The Coriolan Overture, in spite of its brevity, is for me one of Beethoven’s crowning achievements. It “proves” that LvB was practising psycho-analysis donkey’s years before it had even been invented. Mengelberg gets the orchestra to deliver the opening phrases with terrific dramatic weight, and sets a basic pace that is propulsive, rather than rushed (like Munch’s). He imparts great drive and aggression, easing back for the “feminine” bits – which he then engulfs in a rising torrent of ferocious energy. Again, portamenti are used to beautiful and telling effect: listen to this, and you’ll wonder what all the fuss is about!
Turn to the Turkish March, and flexibility takes a vacation – Mengelberg makes it a march to which you could actually march! What’s more, considering that they are emerging from the misty remoteness of the rear of the platform, the percussion come through with a fair old wallop – what must it have sounded like heard from a more sensible vantage-point? A right royal racket, I shouldn’t wonder. Never mind that the bass drum sounds muffled and causes some minor distress to the microphonic transponder, the lowly triangle is a joy to behold!
Zip back to the single movement from the Eighth Symphony, and this time Mengelberg does not leave the “clockwork” to speak for itself, but animates it with considerable cunning. He teases the clockwork with elasticity, graduated stresses and strategically placed portamenti, these last apparently aimed at pointing up through contrast the perkiness of the “clockwork” articulation. In his Producer’s Note, Obert-Thorn says that this movement was set down as a filler side for Cherubini’s Anacreon Overture. It seems that there’s nothing new in the “B-side” turning out to be the hit number!
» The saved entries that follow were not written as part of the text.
//! Amortizing loan with monthly debt service, aggregated per year.

/// Monthly annuity payment for a loan of `principal` at `annual_rate_pct`
/// over `term_years`.
///
/// A zero rate degenerates to straight division of the principal over the
/// number of payments.
pub fn monthly_payment(principal: f64, annual_rate_pct: f64, term_years: u32) -> f64 {
    if principal <= 0.0 || term_years == 0 {
        return 0.0;
    }
    let n = f64::from(term_years * 12);
    let r = annual_rate_pct / 100.0 / 12.0;
    if r == 0.0 {
        principal / n
    } else {
        principal * r / (1.0 - (1.0 + r).powf(-n))
    }
}

/// Outstanding-balance tracker for an amortizing loan.
///
/// Debt is serviced monthly but reported per project year; the final
/// payment's principal portion is clamped to the remaining balance so the
/// loan closes exactly at zero.
#[derive(Debug, Clone)]
pub struct LoanSchedule {
    monthly_rate: f64,
    payment: f64,
    term_years: u32,
    balance: f64,
}

/// Interest and principal paid within one project year.
#[derive(Debug, Clone, Copy, Default, PartialEq)]
pub struct DebtService {
    pub interest: f64,
    pub principal: f64,
}

impl LoanSchedule {
    /// Creates a schedule for `amount` at `annual_rate_pct` over
    /// `term_years`. A non-positive amount yields an inert schedule that
    /// reports zero service every year.
    pub fn new(amount: f64, annual_rate_pct: f64, term_years: u32) -> Self {
        let amount = amount.max(0.0);
        Self {
            monthly_rate: annual_rate_pct / 100.0 / 12.0,
            payment: monthly_payment(amount, annual_rate_pct, term_years),
            term_years,
            balance: amount,
        }
    }

    /// Remaining principal.
    pub fn balance(&self) -> f64 {
        self.balance
    }

    /// Services twelve months of debt for project year `year` (1-based)
    /// and returns the interest and principal paid.
    pub fn year_service(&mut self, year: u32) -> DebtService {
        let mut service = DebtService::default();
        if year > self.term_years || self.balance <= 0.0 {
            return service;
        }
        for _ in 0..12 {
            if self.balance <= 0.0 {
                break;
            }
            let interest = self.balance * self.monthly_rate;
            let principal = (self.payment - interest).min(self.balance);
            self.balance -= principal;
            service.interest += interest;
            service.principal += principal;
        }
        service
    }
}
I’m aware that I haven’t mentioned Schubert. Well, I ought to leave you folks something to discover for yourselves, didn’t I? For this same reason neither will I mention the incandescence that erupts from certain other of the Beethoven items, to scorch the hair off your eyebrows. Make no mistake, Obert-Thorn has again done a sterling job in preparing these masterpieces of the conductor’s art. Once you’re listening, that residual gunge quickly recedes into the background, revealing some truly wonderful music-making and a remarkably complete sound-picture that seems to encompass the entire orchestral spectrum. In conclusion, something has just this minute struck me: almost half of these tracks must contain at least one side-break, and I never noticed, not even a single one. Enough said?